The pamphlet also alleged that the then-leadership of North Korea was plotting to annex Yanbian province. For example, this pamphlet quoted Kim Il Sung's statement at a meeting with Zhu in 1948, that "All Yanbian's [Korean] minority should serve their genuine 'Fatherland,' North Korea." According to the pamphlet, Zhu accepted Kim's orders and had played a secret agent role for North Korea. The pamphlet also suggested that Zhu aided and planned the large number of Chinese defections to North Korea in the 1960s, numbering as many as 28,000 people. The pamphlet concluded that Zhu conspired to establish an "independent [Korean] nation" in Yanbian and to merge the province into North Korea in the near future. The rebels pasted this pamphlet on the walls of streets in major cities of Yanbian. This pamphlet incident played a decisive role in the downfall of Zhu.

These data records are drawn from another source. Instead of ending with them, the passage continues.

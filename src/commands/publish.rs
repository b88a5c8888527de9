use anyhow::Result;

use crate::config::Config;
use crate::manager::Manager;
use crate::runtime::Runtime;

/// Republish every codename of `release`, or of all configured releases.
///
/// A freshly loaded manager has nothing pending, so the publish is always
/// forced.
#[tracing::instrument(skip(runtime, config))]
pub async fn publish<R: Runtime>(runtime: &R, config: &Config, release: Option<&str>) -> Result<()> {
    let mut config = config.clone();
    if let Some(release) = release {
        config.releases = vec![release.to_string()];
    }

    let mut manager = Manager::new(runtime, &config).await?;
    let published = manager.update_metadata(true).await?;
    println!("Published {} codename(s) of {}", published, config.releases.join(", "));
    Ok(())
}
use nalgebra::{ComplexField, DMatrix, DVector};

use crate::error::{Result, SarimaxError};
use crate::initialization::KalmanInit;
use crate::state_space::StateSpace;

/// Output of one filter pass.
#[derive(Debug, Clone)]
pub struct KalmanOutput<T> {
    /// Total log-likelihood over the post-burn observations.
    pub loglike: T,
    /// Filter scale: the concentrated variance estimate, or one when the
    /// variance is parameterized inside the system matrices.
    pub scale: T,
    /// Per-observation log-likelihood contributions (zero before the burn
    /// point and where the innovation variance degenerates).
    pub loglikelihoods: Vec<T>,
    /// Innovation sequence v_t.
    pub innovations: Vec<T>,
    /// Innovation variances F_t.
    pub innovation_variances: Vec<T>,
    /// Effective number of observations (n - burn).
    pub n_obs_effective: usize,
    /// Predicted state a_{n+1|n}, the forecasting anchor.
    pub final_state: DVector<T>,
    /// Predicted state covariance P_{n+1|n}.
    pub final_state_cov: DMatrix<T>,
}

/// Univariate Kalman filter log-likelihood.
///
///   - Innovation: v_t = y_t - Z_t' * a_{t|t-1} - d_t
///   - Variance:   F_t = Z_t' * P_{t|t-1} * Z_t + H
///   - Update (Joseph form): P_{t|t} = (I - K Z') P (I - K Z')' + K H K'
///   - Predict: a_{t+1|t} = T * a_{t|t} + c_t,  P_{t+1|t} = T P T' + R Q R'
///
/// Under a concentrated scale:
///   sigma2_hat = (1/n_eff) * sum(v_t^2 / F_t)
///   loglike = -n_eff/2 (ln 2pi + ln sigma2_hat + 1) - 1/2 sum(ln F_t)
///
/// All products are plain (non-conjugating), so an imaginary perturbation of
/// the parameters propagates the derivative of the likelihood.
pub fn kalman_loglike<T: ComplexField<RealField = f64> + Copy>(
    endog: &[f64],
    ss: &StateSpace<T>,
    init: &KalmanInit<T>,
    concentrate_scale: bool,
) -> Result<KalmanOutput<T>> {
    let n = endog.len();
    let k = ss.k_states;
    let burn = init.loglikelihood_burn;

    if n <= burn {
        return Err(SarimaxError::DataError(format!(
            "not enough observations: n={} <= burn={}",
            n, burn
        )));
    }

    let n_eff = n - burn;
    let n_eff_t = T::from_real(n_eff as f64);
    let half = T::from_real(0.5);
    let ln_2pi = T::from_real((2.0 * std::f64::consts::PI).ln());

    let mut a = init.initial_state.clone();
    let mut p = init.initial_state_cov.clone();

    let t_mat = &ss.transition;
    let h = ss.obs_cov;

    // R*Q*R' is time-invariant
    let rqr = &ss.selection * &ss.state_cov * ss.selection.transpose();

    let mut sum_log_f = T::zero();
    let mut sum_v2_f = T::zero();
    let mut innovations = Vec::with_capacity(n);
    let mut innovation_variances = Vec::with_capacity(n);

    let eye = DMatrix::<T>::identity(k, k);
    let time_varying = ss.time_varying_design();
    let static_z = ss.design.clone();

    for t in 0..n {
        let z = if time_varying {
            ss.design_row(t)
        } else {
            static_z.clone()
        };

        // v_t = y_t - Z' a_{t|t-1} - d_t
        let d_t = ss.obs_intercept[t];
        let mut za = T::zero();
        for i in 0..k {
            za += z[i] * a[i];
        }
        let v_t = T::from_real(endog[t]) - za - d_t;
        innovations.push(v_t);

        // F_t = Z' P Z + H
        let p_z = &p * &z;
        let mut f_t = h;
        for i in 0..k {
            f_t += z[i] * p_z[i];
        }
        innovation_variances.push(f_t);

        if f_t.real() > 0.0 {
            let k_gain = &p_z / f_t;

            let a_updated = &a + &k_gain * v_t;

            // Joseph form keeps P symmetric positive semidefinite
            let k_z_t = &k_gain * z.transpose();
            let i_kz = &eye - &k_z_t;
            let mut p_updated = &i_kz * &p * i_kz.transpose();
            if h.real() > 0.0 {
                p_updated += &k_gain * k_gain.transpose() * h;
            }

            a = t_mat * &a_updated;
            p = t_mat * &p_updated * t_mat.transpose() + &rqr;

            if t >= burn {
                sum_log_f += f_t.ln();
                sum_v2_f += v_t * v_t / f_t;
            }
        } else {
            // degenerate innovation variance: no update, predict only
            a = t_mat * &a;
            p = t_mat * &p * t_mat.transpose() + &rqr;
        }

        for i in 0..k {
            a[i] += ss.state_intercept[t * k + i];
        }
    }

    let (loglike, scale) = if concentrate_scale {
        let mut sigma2_hat = sum_v2_f / n_eff_t;
        if sigma2_hat.real() < 1e-300 {
            sigma2_hat = T::from_real(1e-300);
        }
        let ll = -half * n_eff_t * (ln_2pi + sigma2_hat.ln() + T::one()) - half * sum_log_f;
        (ll, sigma2_hat)
    } else {
        // variances are parameterized inside the system matrices, so the
        // filter scale is unity
        let ll = -half * n_eff_t * ln_2pi - half * sum_log_f - half * sum_v2_f;
        (ll, T::one())
    };

    // Per-observation decomposition, after the concentrated scale is known.
    let mut loglikelihoods = vec![T::zero(); n];
    for t in burn..n {
        let f_t = innovation_variances[t];
        if f_t.real() > 0.0 {
            let v_t = innovations[t];
            loglikelihoods[t] = if concentrate_scale {
                -half * (ln_2pi + scale.ln() + f_t.ln() + v_t * v_t / (f_t * scale))
            } else {
                -half * (ln_2pi + f_t.ln() + v_t * v_t / f_t)
            };
        }
    }

    Ok(KalmanOutput {
        loglike,
        scale,
        loglikelihoods,
        innovations,
        innovation_variances,
        n_obs_effective: n_eff,
        final_state: a,
        final_state_cov: p,
    })
}
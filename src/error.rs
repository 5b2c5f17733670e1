use thiserror::Error;

#[derive(Error, Debug)]
pub enum SarimaxError {
    #[error("invalid configuration: {0}")]
    InvalidConfig(String),

    #[error("parameter length mismatch: expected {expected}, got {got}")]
    ParamLengthMismatch { expected: usize, got: usize },

    #[error("state space construction failed: {0}")]
    StateSpaceError(String),

    #[error("initialization failed: {0}")]
    InitializationFailed(String),

    #[error("optimization failed: {0}")]
    OptimizationFailed(String),

    #[error("non-stationary starting autoregressive parameters")]
    NonStationaryAR,

    #[error("non-invertible starting moving average parameters")]
    NonInvertibleMA,

    #[error("data error: {0}")]
    DataError(String),

    #[error("out-of-sample exogenous variables are required for forecasting")]
    MissingForecastExog,
}

pub type Result<T> = std::result::Result<T, SarimaxError>;
use nalgebra::{ComplexField, DMatrix, DVector};

use crate::error::{Result, SarimaxError};
use crate::params::SarimaxParams;
use crate::polynomial::{reduced_ar, reduced_ma};
use crate::types::SarimaxConfig;

/// State space representation for SARIMAX.
///
/// State equation:  alpha_{t+1} = T * alpha_t + c_t + R * eta_t
/// Observation:     y_t          = Z_t' * alpha_t + d_t + eps_t
///
/// where eta_t ~ N(0, Q) and eps_t ~ N(0, H). The default layout is the
/// Harvey representation (differencing states leading, MA coefficients in
/// the selection matrix); the Hamilton representation transposes the ARMA
/// companion block and moves the MA coefficients into the design.
///
/// Everything is generic over the scalar field so that complex-step
/// differentiation reuses the one construction path.
pub struct StateSpace<T> {
    pub k_states: usize,
    pub k_states_diff: usize,
    pub k_posdef: usize,
    pub transition: DMatrix<T>, // T: k_states × k_states
    pub design: DVector<T>,     // static part of Z (single observation row)
    /// Time-varying tail of the design row: exog values filling the last
    /// k_exog state slots under state regression.
    pub exog_design: Option<DMatrix<T>>,
    pub selection: DMatrix<T>, // R: k_states × k_posdef
    pub state_cov: DMatrix<T>, // Q: k_posdef × k_posdef
    pub obs_cov: T,            // H: measurement error variance
    pub obs_intercept: Vec<T>, // d_t per time step
    pub state_intercept: Vec<T>, // c_t, flat [c_0[0..k], c_1[0..k], ...]
}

=== Deportation and death ===
At the time of the Pamphlet Incident, Zhu was under house arrest by rebel groups driven by Mao Yuanxin's call to depose Zhu. Cadres of the People's Liberation Army negotiated with rebels to save him from house arrest, moving Zhu to confinement in a hospital under the surveillance of Red Guards. During the Pamphlet Incident, the local CCP committee deported Zhu from Yanbian, not only because of pressure from rebels but also for his security.

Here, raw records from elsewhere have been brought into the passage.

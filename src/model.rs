//! Model facade tying data, configuration and estimation together.

use nalgebra::DMatrix;
use num_complex::Complex64;

use crate::error::{Result, SarimaxError};
use crate::forecast::{self, ForecastResult, ResidualOutput};
use crate::initialization::Initialization;
use crate::kalman::{kalman_loglike, KalmanOutput};
use crate::optimizer;
use crate::params::SarimaxParams;
use crate::polynomial;
use crate::score;
use crate::start_params::{self, compute_start_params};
use crate::state_space::StateSpace;
use crate::types::{FitOptions, FitResult, SarimaxConfig};

/// Imaginary step for the constrained-space derivatives.
const CS_STEP: f64 = 1e-9;
/// Relative real step for the constrained-space Hessian, f64::EPSILON^(1/4).
const CS_HESSIAN_STEP: f64 = 1.1920929e-4;

/// A SARIMAX model bound to a data set.
///
/// Under `simple_differencing` the series (and any regressors) are
/// differenced once here, the sample shrinks by d + s*D observations, and
/// everything downstream, forecasts included, refers to the differenced
/// series.
pub struct Sarimax {
    config: SarimaxConfig,
    endog: Vec<f64>,
    exog: Option<DMatrix<f64>>,
    trend_offset: usize,
}

impl Sarimax {
    pub fn new(endog: Vec<f64>, exog: Option<DMatrix<f64>>, config: SarimaxConfig) -> Result<Self> {
        Self::with_trend_offset(endog, exog, config, 0)
    }

    /// `trend_offset` shifts the time index of the trend regressors, for
    /// models refit on a window of a longer series.
    pub fn with_trend_offset(
        mut endog: Vec<f64>,
        mut exog: Option<DMatrix<f64>>,
        config: SarimaxConfig,
        trend_offset: usize,
    ) -> Result<Self> {
        let config = config.validated()?;

        if endog.iter().any(|v| !v.is_finite()) {
            return Err(SarimaxError::DataError(
                "endog contains non-finite values".into(),
            ));
        }
        match (&exog, config.k_exog) {
            (Some(x), k) => {
                if x.ncols() != k {
                    return Err(SarimaxError::DataError(format!(
                        "exog has {} columns but the configuration declares {}",
                        x.ncols(),
                        k
                    )));
                }
                if x.nrows() != endog.len() {
                    return Err(SarimaxError::DataError(format!(
                        "exog has {} rows for {} observations",
                        x.nrows(),
                        endog.len()
                    )));
                }
                if x.iter().any(|v| !v.is_finite()) {
                    return Err(SarimaxError::DataError(
                        "exog contains non-finite values".into(),
                    ));
                }
            }
            (None, k) if k > 0 => {
                return Err(SarimaxError::DataError(format!(
                    "configuration declares {k} exog columns but no exog was given"
                )));
            }
            _ => {}
        }

        if config.simple_differencing {
            let orig = endog.len();
            let tmp =
                start_params::seasonal_difference(&endog, config.order.seasonal_d, config.order.s);
            endog = start_params::difference(&tmp, config.order.d);
            if endog.is_empty() {
                return Err(SarimaxError::DataError(
                    "no observations left after simple differencing".into(),
                ));
            }
            let lost = orig - endog.len();
            exog = exog.map(|x| x.rows(lost, endog.len()).into_owned());
        }

        Ok(Sarimax {
            config,
            endog,
            exog,
            trend_offset,
        })
    }

    /// Fix the initial state distribution instead of deriving it from the
    /// configuration flags. Applies to every subsequent filter pass,
    /// including the ones inside `fit`.
    pub fn with_initialization(mut self, initialization: Initialization) -> Self {
        self.config.initialization = Some(initialization);
        self
    }

    pub fn config(&self) -> &SarimaxConfig {
        &self.config
    }

    /// Number of observations the filter runs over (after any simple
    /// differencing).
    pub fn nobs(&self) -> usize {
        self.endog.len()
    }

    pub fn endog(&self) -> &[f64] {
        &self.endog
    }

    pub fn param_names(&self) -> Vec<String> {
        let mut names = self.config.param_names(None);
        names.truncate(self.config.k_params_estimated());
        names
    }

    /// Roots of the reduced autoregressive polynomial at a constrained
    /// parameter vector; all outside the unit circle for a stationary
    /// process.
    pub fn arroots(&self, params: &[f64]) -> Result<Vec<Complex64>> {
        let sp = SarimaxParams::from_flat(params, &self.config)?;
        Ok(polynomial::polynomial_roots(&polynomial::reduced_ar(
            &sp,
            &self.config.order,
        )))
    }

    /// Roots of the reduced moving average polynomial; all outside the unit
    /// circle for an invertible process.
    pub fn maroots(&self, params: &[f64]) -> Result<Vec<Complex64>> {
        let sp = SarimaxParams::from_flat(params, &self.config)?;
        Ok(polynomial::polynomial_roots(&polynomial::reduced_ma(
            &sp,
            &self.config.order,
        )))
    }

    /// Conditional sum of squares starting values.
    pub fn start_params(&self) -> Result<Vec<f64>> {
        compute_start_params(&self.endog, self.exog.as_ref(), &self.config)
    }

    /// Log-likelihood at a constrained parameter vector.
    pub fn loglike(&self, params: &[f64]) -> Result<f64> {
        score::loglike_constrained(
            &self.endog,
            self.exog.as_ref(),
            &self.config,
            self.trend_offset,
            params,
        )
    }

    /// Per-observation average of the log-likelihood, the scale the
    /// optimizer works on.
    pub fn loglike_average(&self, params: &[f64]) -> Result<f64> {
        Ok(self.loglike(params)? / self.endog.len() as f64)
    }

    /// Score vector at a constrained parameter vector.
    pub fn score(&self, params: &[f64]) -> Result<Vec<f64>> {
        let base: Vec<Complex64> = params.iter().map(|&v| Complex64::new(v, 0.0)).collect();
        let mut grad = vec![0.0; params.len()];
        for i in 0..params.len() {
            let mut x = base.clone();
            x[i].im = CS_STEP;
            let ll = score::loglike_constrained(
                &self.endog,
                self.exog.as_ref(),
                &self.config,
                self.trend_offset,
                &x,
            )?;
            grad[i] = ll.im / CS_STEP;
        }
        Ok(grad)
    }

    /// Hessian of the log-likelihood at a constrained parameter vector,
    /// by mixed complex and central steps.
    pub fn hessian(&self, params: &[f64]) -> Result<DMatrix<f64>> {
        let k = params.len();
        let steps: Vec<f64> = params
            .iter()
            .map(|&v| CS_HESSIAN_STEP * v.abs().max(0.1))
            .collect();
        let base: Vec<Complex64> = params.iter().map(|&v| Complex64::new(v, 0.0)).collect();
        let mut hess = DMatrix::zeros(k, k);
        for i in 0..k {
            for j in i..k {
                let mut plus = base.clone();
                plus[i].im = steps[i];
                plus[j].re += steps[j];
                let mut minus = base.clone();
                minus[i].im = steps[i];
                minus[j].re -= steps[j];
                let f_plus = score::loglike_constrained(
                    &self.endog,
                    self.exog.as_ref(),
                    &self.config,
                    self.trend_offset,
                    &plus,
                )?;
                let f_minus = score::loglike_constrained(
                    &self.endog,
                    self.exog.as_ref(),
                    &self.config,
                    self.trend_offset,
                    &minus,
                )?;
                let h = (f_plus.im - f_minus.im) / (2.0 * steps[i] * steps[j]);
                hess[(i, j)] = h;
                hess[(j, i)] = h;
            }
        }
        Ok(hess)
    }

    /// Run the Kalman filter at a constrained parameter vector.
    pub fn filter(&self, params: &[f64]) -> Result<KalmanOutput<f64>> {
        let sp = SarimaxParams::from_flat(params, &self.config)?;
        let ss = StateSpace::new(
            &self.config,
            &sp,
            self.endog.len(),
            self.exog.as_ref(),
            self.trend_offset,
        )?;
        let init = Initialization::from_config(&self.config).initialize(&self.config, &ss)?;
        kalman_loglike(&self.endog, &ss, &init, self.config.concentrate_scale)
    }

    /// Maximum likelihood fit.
    pub fn fit(&self, options: FitOptions) -> Result<FitResult> {
        optimizer::fit(
            &self.endog,
            self.exog.as_ref(),
            &self.config,
            self.trend_offset,
            options,
        )
    }

    /// Out-of-sample forecast at a constrained parameter vector.
    pub fn forecast(
        &self,
        params: &[f64],
        steps: usize,
        alpha: f64,
        future_exog: Option<&DMatrix<f64>>,
    ) -> Result<ForecastResult> {
        let sp = SarimaxParams::from_flat(params, &self.config)?;
        let filter = self.filter(params)?;
        forecast::forecast(
            &self.config,
            &sp,
            &filter,
            steps,
            alpha,
            self.exog.as_ref(),
            future_exog,
            self.trend_offset,
        )
    }

    /// One-step-ahead in-sample predictions.
    pub fn predict(&self, params: &[f64]) -> Result<Vec<f64>> {
        let filter = self.filter(params)?;
        Ok(forecast::in_sample_prediction(&self.endog, &filter))
    }

    /// One-step-ahead residual diagnostics.
    pub fn residuals(&self, params: &[f64]) -> Result<ResidualOutput> {
        let filter = self.filter(params)?;
        Ok(forecast::residuals(&filter))
    }
}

On 18 April 1967, the party sent Zhu to Beijing. In Beijing, he reportedly worked with other deported high-ranking cadres in a farm. In September 1969, the party sent him to a countryside town near Wuhan. It is still not clear who was responsible for this decision. Zhu was forced to work in a farm with other farm workers, concealing his former position and name. After his deportation, Zhu developed a respiratory disease, which later turned out to be lung cancer. On 3 July 1972, he died from lung cancer at a hospital in Wuhan. In 1978, following the third plenary session of the 11th Central Committee of the Chinese Communist Party, the CCP Yanbian Autonomous Prefecture Committee made a decision to posthumously rehabilitate and restore his reputation.